Task brief ->
What is needed is the number of lines below that contain the word "enclosure", with no other output.

Source material ->
'''

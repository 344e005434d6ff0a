//! Certified elementary functions on real balls.
//!
//! dashu's own transcendentals return no error bound, so everything here
//! is computed from ball ring operations: argument reduction followed by a
//! power series whose truncation tail is bounded explicitly and added to
//! the radius. Each function therefore returns an enclosure of the exact
//! image of the input ball.
//!
//! Only the functions needed for Frobenius log-term evaluation are
//! provided: `pi`, `ln`, `exp`, `atan`, `atan2` and `sin_cos`.

use dashu::float::FBig;
use dashu::integer::{IBig, UBig};
use dashu::rational::RBig;

use crate::real::{fb_int, RealBall};
use crate::round::{dn_sub, pow2, up_div, up_mul};

/// A ball carrying no information (used where failure cannot be reported).
fn inf_ball(prec: usize) -> RealBall {
    let mut b = RealBall::zero(prec);
    b.add_error(f64::INFINITY);
    b
}

/// Sum of the odd power series `Σ x^{2i+1}/(2i+1)` (atanh) or its
/// alternating variant (atan), with a geometric tail bound.
///
/// Requires `|x| < 1` with some margin; returns `None` when the input is
/// too wide or the series fails to meet the precision target.
fn odd_series(x: &RealBall, alternating: bool) -> Option<RealBall> {
    let prec = x.precision();
    let xu = x.mag_upper();
    if xu >= 0.95 {
        return None;
    }
    let x2u = up_mul(xu, xu);
    let x2 = x.mul(x);
    let mut term = x.clone();
    let mut acc = RealBall::zero(prec);
    let thr = pow2(-(prec as i64) - 8);
    let cap = 8 * prec as i64 + 64;
    let mut i: i64 = 0;
    loop {
        let contrib = term.div_i64(2 * i + 1);
        acc = if alternating && i % 2 == 1 {
            acc.sub(&contrib)
        } else {
            acc.add(&contrib)
        };
        term = term.mul(&x2);
        i += 1;
        if term.mag_upper() < thr {
            break;
        }
        if i > cap {
            return None;
        }
    }
    // Remaining terms are dominated by term_mag * (1 + x² + x⁴ + ...).
    let tail = up_div(term.mag_upper(), dn_sub(1.0, x2u));
    acc.add_error(tail);
    Some(acc)
}

/// An enclosure of π at the given precision (Machin's formula).
#[must_use]
pub fn pi(prec: usize) -> RealBall {
    let p = prec + 16;
    let fifth = RealBall::from_rbig(
        &RBig::from_parts(IBig::from(1), UBig::from(5u8)),
        p,
    );
    let r239 = RealBall::from_rbig(
        &RBig::from_parts(IBig::from(1), UBig::from(239u16)),
        p,
    );
    let (a, b) = match (odd_series(&fifth, true), odd_series(&r239, true)) {
        (Some(a), Some(b)) => (a, b),
        _ => return inf_ball(prec),
    };
    a.mul_i64(16).sub(&b.mul_i64(4)).with_precision(prec)
}

/// `ln t` for an exact float `t` in `[1, 2]`, via `2 atanh((t-1)/(t+1))`.
fn ln_norm(t: FBig, prec: usize) -> Option<RealBall> {
    let tb = RealBall::from_fbig_exact(t, prec);
    let one = RealBall::one(prec);
    let u = tb.sub(&one).div(&tb.add(&one))?;
    if u.is_exact_zero() {
        return Some(RealBall::zero(prec));
    }
    Some(odd_series(&u, false)?.ldexp(1))
}

impl RealBall {
    /// Natural logarithm of a strictly positive ball.
    #[must_use]
    pub fn ln(&self) -> Option<RealBall> {
        if !self.is_strictly_positive() {
            return None;
        }
        let prec = self.precision() + 16;
        let two = fb_int(2);
        let one = fb_int(1);
        // Exact normalization of the midpoint into [1, 2).
        let mut t = self.midpoint().clone();
        let mut e: i64 = 0;
        let mut guard = 0u32;
        while t >= two {
            t = t / two.clone();
            e += 1;
            guard += 1;
            if guard > 1_000_000 {
                return None;
            }
        }
        while t < one {
            t = t * two.clone();
            e -= 1;
            guard += 1;
            if guard > 1_000_000 {
                return None;
            }
        }
        let mut r = ln_norm(t, prec)?;
        if e != 0 {
            let ln2 = ln_norm(two, prec)?;
            r = r.add(&ln2.mul_i64(e));
        }
        // |d ln| <= 1 / min |x| over the ball.
        r.add_error(up_div(self.radius(), self.mig_lower()));
        Some(r.with_precision(self.precision()))
    }

    /// Exponential of a ball.
    ///
    /// Returns `None` when the input is too wide or too large for the
    /// reduction, which callers treat as a precision failure.
    #[must_use]
    pub fn exp(&self) -> Option<RealBall> {
        let prec = self.precision() + 16;
        let mf = self.mid_f64();
        if !mf.is_finite() {
            return None;
        }
        let kf = (mf / std::f64::consts::LN_2).round();
        if kf.abs() > 1e5 {
            return None;
        }
        let k = kf as i64;
        let x = self.with_precision(prec);
        let w = if k != 0 {
            let two = fb_int(2);
            x.sub(&ln_norm(two, prec)?.mul_i64(k))
        } else {
            x
        };
        let wu = w.mag_upper();
        if wu >= 0.99 {
            return None;
        }
        let mut term = RealBall::one(prec);
        let mut acc = RealBall::one(prec);
        let thr = pow2(-(prec as i64) - 8);
        let cap = 8 * prec as i64 + 64;
        let mut i: i64 = 1;
        loop {
            term = term.mul(&w).div_i64(i);
            acc = acc.add(&term);
            if term.mag_upper() < thr {
                break;
            }
            i += 1;
            if i > cap {
                return None;
            }
        }
        let tail = up_div(up_mul(term.mag_upper(), wu), dn_sub(1.0, wu));
        acc.add_error(tail);
        Some(acc.ldexp(k).with_precision(self.precision()))
    }

    /// Arctangent of a ball, valid for any finite input.
    ///
    /// Three half-angle reductions bring the argument below `tan(π/16)`
    /// regardless of magnitude, then the alternating series applies.
    #[must_use]
    pub fn atan(&self) -> Option<RealBall> {
        let prec = self.precision() + 16;
        let one = RealBall::one(prec);
        let mut t = self.with_precision(prec);
        for _ in 0..3 {
            let s = one.add(&t.mul(&t)).sqrt()?;
            t = t.div(&s.add(&one))?;
        }
        Some(odd_series(&t, true)?.mul_i64(8).with_precision(self.precision()))
    }

    /// Simultaneous sine and cosine of a ball.
    #[must_use]
    pub fn sin_cos(&self) -> Option<(RealBall, RealBall)> {
        let mf = self.mid_f64();
        if !mf.is_finite() {
            return None;
        }
        let qf = (mf / std::f64::consts::FRAC_PI_2).round();
        if qf.abs() > 1e15 {
            return None;
        }
        let q = qf as i64;
        let qbits = 64 - q.unsigned_abs().leading_zeros() as usize;
        let prec = self.precision() + 16 + qbits;
        let y = if q != 0 {
            let half_pi = pi(prec).ldexp(-1);
            self.with_precision(prec).sub(&half_pi.mul_i64(q))
        } else {
            self.with_precision(prec)
        };
        if y.mag_upper() > 0.99 {
            return None;
        }
        let (s, c) = sin_cos_small(&y, prec)?;
        let (s, c) = match q.rem_euclid(4) {
            0 => (s, c),
            1 => (c, s.neg()),
            2 => (s.neg(), c.neg()),
            _ => (c.neg(), s),
        };
        Some((
            s.with_precision(self.precision()),
            c.with_precision(self.precision()),
        ))
    }
}

/// Sine and cosine series for `|y| < 1`.
fn sin_cos_small(y: &RealBall, prec: usize) -> Option<(RealBall, RealBall)> {
    let y2u = up_mul(y.mag_upper(), y.mag_upper());
    if y2u >= 0.99 {
        return None;
    }
    let y2 = y.mul(y);
    let mut tc = RealBall::one(prec);
    let mut ts = y.clone();
    let mut acc_c = tc.clone();
    let mut acc_s = ts.clone();
    let thr = pow2(-(prec as i64) - 8);
    let cap = 8 * prec as i64 + 64;
    let mut i: i64 = 1;
    loop {
        tc = tc.mul(&y2).div_i64((2 * i - 1) * (2 * i));
        ts = ts.mul(&y2).div_i64((2 * i) * (2 * i + 1));
        if i % 2 == 1 {
            acc_c = acc_c.sub(&tc);
            acc_s = acc_s.sub(&ts);
        } else {
            acc_c = acc_c.add(&tc);
            acc_s = acc_s.add(&ts);
        }
        if tc.mag_upper() < thr && ts.mag_upper() < thr {
            break;
        }
        i += 1;
        if i > cap {
            return None;
        }
    }
    let geo = dn_sub(1.0, y2u);
    acc_c.add_error(up_div(up_mul(tc.mag_upper(), y2u), geo));
    acc_s.add_error(up_div(up_mul(ts.mag_upper(), y2u), geo));
    Some((acc_s, acc_c))
}

/// Principal-branch argument of the point `(x, y)`: the angle in
/// `(-π, π]` of `x + iy`.
///
/// Returns `None` when the input balls straddle the branch cut or the
/// origin too widely to give a single enclosure.
#[must_use]
pub fn atan2(y: &RealBall, x: &RealBall) -> Option<RealBall> {
    let prec = y.precision().max(x.precision());
    if x.is_strictly_positive() {
        return y.div(x)?.atan();
    }
    if x.is_strictly_negative() {
        if y.is_exact_zero() {
            return Some(pi(prec));
        }
        if y.is_strictly_positive() {
            return Some(y.div(x)?.atan()?.add(&pi(prec)));
        }
        if y.is_strictly_negative() {
            return Some(y.div(x)?.atan()?.sub(&pi(prec)));
        }
        return None;
    }
    // x may contain zero: pivot on y instead.
    if y.is_strictly_positive() {
        return Some(pi(prec).ldexp(-1).sub(&x.div(y)?.atan()?));
    }
    if y.is_strictly_negative() {
        return Some(pi(prec).ldexp(-1).neg().sub(&x.div(y)?.atan()?));
    }
    None
}

#[cfg(test)]
mod tests {
    use super::*;

    fn close(b: &RealBall, v: f64, tol: f64) {
        assert!(
            (b.mid_f64() - v).abs() < tol,
            "midpoint {} not within {} of {}",
            b.mid_f64(),
            tol,
            v
        );
        assert!(b.radius() < tol, "radius {} too wide", b.radius());
    }

    #[test]
    fn pi_matches_reference() {
        let p = pi(128);
        close(&p, std::f64::consts::PI, 1e-14);
        assert!(p.radius() < 1e-30);
    }

    #[test]
    fn ln_of_two() {
        let x = RealBall::from_i64(2, 128);
        let l = x.ln().unwrap();
        close(&l, std::f64::consts::LN_2, 1e-14);
    }

    #[test]
    fn ln_of_large_and_small() {
        let x = RealBall::from_i64(1024, 128);
        close(&x.ln().unwrap(), 1024f64.ln(), 1e-12);
        let y = RealBall::from_rbig(
            &RBig::from_parts(IBig::from(1), UBig::from(100u8)),
            128,
        );
        close(&y.ln().unwrap(), (0.01f64).ln(), 1e-12);
    }

    #[test]
    fn ln_rejects_nonpositive() {
        assert!(RealBall::from_i64(-3, 64).ln().is_none());
        assert!(RealBall::zero(64).ln().is_none());
    }

    #[test]
    fn exp_of_one_is_e() {
        let e = RealBall::one(128).exp().unwrap();
        close(&e, std::f64::consts::E, 1e-14);
    }

    #[test]
    fn exp_ln_round_trip() {
        let x = RealBall::from_i64(5, 160);
        let y = x.ln().unwrap().exp().unwrap();
        assert!(y.contains_rbig(&RBig::from(5)));
    }

    #[test]
    fn atan_of_one_is_quarter_pi() {
        let a = RealBall::one(128).atan().unwrap();
        close(&a, std::f64::consts::FRAC_PI_4, 1e-14);
    }

    #[test]
    fn atan_of_large_argument() {
        let a = RealBall::from_i64(1000, 128).atan().unwrap();
        close(&a, (1000f64).atan(), 1e-12);
    }

    #[test]
    fn sin_cos_at_known_points() {
        let (s, c) = RealBall::zero(128).sin_cos().unwrap();
        close(&s, 0.0, 1e-20);
        close(&c, 1.0, 1e-20);

        let one = RealBall::one(128);
        let (s1, c1) = one.sin_cos().unwrap();
        close(&s1, 1f64.sin(), 1e-14);
        close(&c1, 1f64.cos(), 1e-14);

        let big = RealBall::from_i64(100, 160);
        let (s2, c2) = big.sin_cos().unwrap();
        close(&s2, 100f64.sin(), 1e-12);
        close(&c2, 100f64.cos(), 1e-12);
    }

    #[test]
    fn atan2_quadrants() {
        let one = RealBall::one(128);
        let neg = one.neg();
        close(&atan2(&one, &one).unwrap(), std::f64::consts::FRAC_PI_4, 1e-13);
        close(
            &atan2(&one, &neg).unwrap(),
            3.0 * std::f64::consts::FRAC_PI_4,
            1e-13,
        );
        close(
            &atan2(&neg, &neg).unwrap(),
            -3.0 * std::f64::consts::FRAC_PI_4,
            1e-13,
        );
        close(
            &atan2(&RealBall::zero(128), &neg).unwrap(),
            std::f64::consts::PI,
            1e-13,
        );
        close(
            &atan2(&one, &RealBall::zero(128)).unwrap(),
            std::f64::consts::FRAC_PI_2,
            1e-13,
        );
    }
}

'''

Solution to this problem ->
3